To the author’s credit he diligently cites his sources in the footnotes. A closer look at a 2008 BizJournals source article reveals that the $70 million figure referred to the sales of the 180 store chain, not a single store:
…the business, even with a store open only from the end of September until early November, can be huge.
Owenton-based Halloween Express had about $70 million in sales for 2007, he said.
Halloween Express has 180 stores in 27 states, Sigretto said.
That would put the average gross sales per store at $388,888 for 2007 (as opposed to Daily Apple’s $34M )
The costs for going the franchise route? According to the Bizjournals article:
Franchisees pay a fee of $10,000 to buy the rights for the first store, including the rights to open more locations if first-year sales indicate the territory will support more stores, Sigretto said.
Franchisees typically invest a total of about $80,000 to open, including inventory. The stores typically make a profit by the second year, Sigretto said.
Despite the rather major gaffe in The Daily Apple post, there is a lot of industry and concept info in it about both independent and franchised Halloween retailing. (The errors may even be corrected by now as I pointed them out in a comment.)
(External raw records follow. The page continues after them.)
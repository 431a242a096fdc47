//! # Marquee Runtime
//!
//! Runtime support for the Marquee scheduling engines.
//!
//! ## Core Components
//!
//! - **Driver**: runs one command through a reducer, executes the effects it
//!   returns and feeds every produced action back until nothing is left
//! - **Retry**: bounded exponential backoff for store failures
//! - **Metrics**: recorder structs and a Prometheus exporter
//!
//! The engines are invoked from short-lived client interactions, so there is
//! no long-running event loop: each [`Driver::run`] call owns its session
//! state, finishes when the feedback queue drains and holds nothing across
//! calls.
//!
//! ## Example
//!
//! ```ignore
//! use marquee_runtime::Driver;
//!
//! let driver = Driver::new(ShowtimeApprovalReducer::new(), environment);
//! let mut session = ApprovalSession::default();
//! let trail = driver
//!     .run(&mut session, ApprovalAction::Approve { request_id, approver })
//!     .await?;
//! ```

use futures::future::{join_all, BoxFuture};
use futures::FutureExt;
use marquee_core::{effect::Effect, reducer::Reducer};
use std::collections::VecDeque;
use std::time::Instant;

/// Retry logic with exponential backoff
pub mod retry;

/// Prometheus metrics for observability
pub mod metrics;

use crate::metrics::DriverMetrics;

/// Default bound on actions processed by one [`Driver::run`] call.
pub const DEFAULT_MAX_STEPS: usize = 32;

/// Error types for the driver
pub mod error {
    use thiserror::Error;

    /// Errors that can occur while driving a command to completion
    #[derive(Error, Debug, Clone, PartialEq, Eq)]
    pub enum DriverError {
        /// The reducer kept producing actions past the configured bound.
        ///
        /// A reducer whose effects always feed back another action would
        /// otherwise never return.
        #[error("Feedback loop exceeded {limit} actions")]
        FeedbackLimit {
            /// Configured bound
            limit: usize,
        },

        /// A detached effect task panicked or was aborted.
        #[error("Effect task failed: {0}")]
        TaskFailed(String),
    }
}

pub use error::DriverError;

/// Drives commands through a reducer and its effects.
///
/// A driver is stateless between calls and can be shared; concurrent calls
/// each pass their own session state.
///
/// # Effect Execution
///
/// Effects returned by one `reduce` call run in the order returned.
/// `Parallel` children run concurrently, `Sequential` children in order.
/// Every `Some(action)` an effect yields is appended to the feedback queue
/// and reduced after the current one.
pub struct Driver<R>
where
    R: Reducer,
{
    reducer: R,
    environment: R::Environment,
    max_steps: usize,
}

impl<R> Driver<R>
where
    R: Reducer + Sync,
    R::State: Send,
    R::Action: Clone + Send + std::fmt::Debug + 'static,
    R::Environment: Sync,
{
    /// Create a driver with the default step bound.
    #[must_use]
    pub const fn new(reducer: R, environment: R::Environment) -> Self {
        Self {
            reducer,
            environment,
            max_steps: DEFAULT_MAX_STEPS,
        }
    }

    /// Override the bound on actions processed per call.
    #[must_use]
    pub const fn with_max_steps(mut self, max_steps: usize) -> Self {
        self.max_steps = max_steps;
        self
    }

    /// Injected collaborators
    #[must_use]
    pub const fn environment(&self) -> &R::Environment {
        &self.environment
    }

    /// Reduce `action`, execute its effects and every action they feed back.
    ///
    /// Returns the feedback actions in the order they were reduced (the
    /// initial action is not included).
    ///
    /// # Cancellation
    ///
    /// Dropping the returned future abandons the effects not yet started.
    /// Effects that must finish regardless are expected to spawn their work.
    ///
    /// # Errors
    ///
    /// Returns [`DriverError::FeedbackLimit`] when more than the configured
    /// number of actions would be processed.
    pub async fn run(
        &self,
        state: &mut R::State,
        action: R::Action,
    ) -> Result<Vec<R::Action>, DriverError> {
        let mut queue = VecDeque::from([action]);
        let mut trail = Vec::new();
        let mut steps = 0usize;

        while let Some(next) = queue.pop_front() {
            steps += 1;
            if steps > self.max_steps {
                DriverMetrics::record_feedback_limit();
                tracing::error!(limit = self.max_steps, "Feedback loop exceeded step bound");
                return Err(DriverError::FeedbackLimit {
                    limit: self.max_steps,
                });
            }

            tracing::trace!(action = ?next, step = steps, "Reducing action");
            let started = Instant::now();
            let effects = self.reducer.reduce(state, next, &self.environment);
            DriverMetrics::record_action(started.elapsed());

            for effect in effects {
                for produced in execute(effect).await {
                    trail.push(produced.clone());
                    queue.push_back(produced);
                }
            }
        }

        Ok(trail)
    }
}

/// Run `future` on its own task and await its output.
///
/// Dropping the returned future does not cancel the work: once spawned it
/// runs to completion on the runtime. Used for commit points that must not be
/// abandoned half way.
///
/// # Errors
///
/// Returns [`DriverError::TaskFailed`] if the task panicked or was aborted.
pub async fn run_detached<F>(future: F) -> Result<F::Output, DriverError>
where
    F: std::future::Future + Send + 'static,
    F::Output: Send + 'static,
{
    tokio::spawn(future)
        .await
        .map_err(|join_error| DriverError::TaskFailed(join_error.to_string()))
}

/// Execute an effect tree, collecting the actions it yields.
fn execute<A>(effect: Effect<A>) -> BoxFuture<'static, Vec<A>>
where
    A: Send + 'static,
{
    async move {
        match effect {
            Effect::None => Vec::new(),
            Effect::Future(future) => {
                let started = Instant::now();
                let produced = future.await;
                DriverMetrics::record_effect(started.elapsed());
                produced.into_iter().collect()
            },
            Effect::Sequential(effects) => {
                let mut produced = Vec::new();
                for effect in effects {
                    produced.extend(execute(effect).await);
                }
                produced
            },
            Effect::Parallel(effects) => join_all(effects.into_iter().map(execute))
                .await
                .into_iter()
                .flatten()
                .collect(),
        }
    }
    .boxed()
}

#[cfg(test)]
#[allow(clippy::unwrap_used)]
mod tests {
    use super::*;
    use marquee_core::{smallvec, SmallVec};

    #[derive(Clone, Debug, PartialEq, Eq)]
    enum CountdownAction {
        Start(u32),
        Tick(u32),
        Fanout,
        Done,
    }

    #[derive(Default)]
    struct CountdownState {
        ticks: Vec<u32>,
        finished: bool,
    }

    struct CountdownReducer;

    impl Reducer for CountdownReducer {
        type State = CountdownState;
        type Action = CountdownAction;
        type Environment = ();

        fn reduce(
            &self,
            state: &mut CountdownState,
            action: CountdownAction,
            _env: &(),
        ) -> SmallVec<[Effect<CountdownAction>; 4]> {
            match action {
                CountdownAction::Start(n) | CountdownAction::Tick(n) => {
                    state.ticks.push(n);
                    let next = if n == 0 {
                        CountdownAction::Done
                    } else {
                        CountdownAction::Tick(n - 1)
                    };
                    smallvec![Effect::future(async move { Some(next) })]
                },
                CountdownAction::Fanout => smallvec![Effect::Parallel(vec![
                    Effect::future(async { Some(CountdownAction::Done) }),
                    Effect::Sequential(vec![
                        Effect::None,
                        Effect::future(async { None }),
                        Effect::future(async { Some(CountdownAction::Done) }),
                    ]),
                ])],
                CountdownAction::Done => {
                    state.finished = true;
                    SmallVec::new()
                },
            }
        }
    }

    #[tokio::test]
    async fn runs_feedback_until_quiescent() {
        let driver = Driver::new(CountdownReducer, ());
        let mut state = CountdownState::default();

        let trail = driver.run(&mut state, CountdownAction::Start(2)).await.unwrap();

        assert_eq!(state.ticks, vec![2, 1, 0]);
        assert!(state.finished);
        assert_eq!(
            trail,
            vec![
                CountdownAction::Tick(1),
                CountdownAction::Tick(0),
                CountdownAction::Done
            ]
        );
    }

    #[tokio::test]
    async fn nested_effects_yield_every_action() {
        let driver = Driver::new(CountdownReducer, ());
        let mut state = CountdownState::default();

        let trail = driver.run(&mut state, CountdownAction::Fanout).await.unwrap();

        assert_eq!(trail, vec![CountdownAction::Done, CountdownAction::Done]);
    }

    #[tokio::test]
    async fn runaway_feedback_is_bounded() {
        let driver = Driver::new(CountdownReducer, ()).with_max_steps(3);
        let mut state = CountdownState::default();

        let result = driver.run(&mut state, CountdownAction::Start(10)).await;

        assert_eq!(result, Err(DriverError::FeedbackLimit { limit: 3 }));
        assert!(!state.finished);
    }

    #[tokio::test]
    async fn detached_work_survives_caller_drop() {
        let (started_tx, started_rx) = tokio::sync::oneshot::channel();
        let (done_tx, done_rx) = tokio::sync::oneshot::channel();
        let caller = tokio::spawn(run_detached(async move {
            let _ = started_tx.send(());
            tokio::time::sleep(std::time::Duration::from_millis(20)).await;
            let _ = done_tx.send("committed");
        }));
        started_rx.await.unwrap();
        caller.abort();

        assert_eq!(done_rx.await.unwrap(), "committed");
    }

    #[tokio::test]
    #[allow(clippy::panic)]
    async fn detached_panic_is_reported() {
        let should_panic = true;
        let result = run_detached(async move {
            if should_panic {
                panic!("boom");
            }
            1u8
        })
        .await;
        assert!(matches!(result, Err(DriverError::TaskFailed(_))));
    }
}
Reminder about Stealth Earnings Claims: The Louisville Biz Journal article has a lot of good info on the Halloween Express franchise, though remember to always verify sales and profit numbers the company floats out to the press. Though it’s a grey area, Halloween Express officials should not be publicly making those claims outside of the Item 19 section of their Franchise Disclosure Document. It could be innocent, or it could be a red flag.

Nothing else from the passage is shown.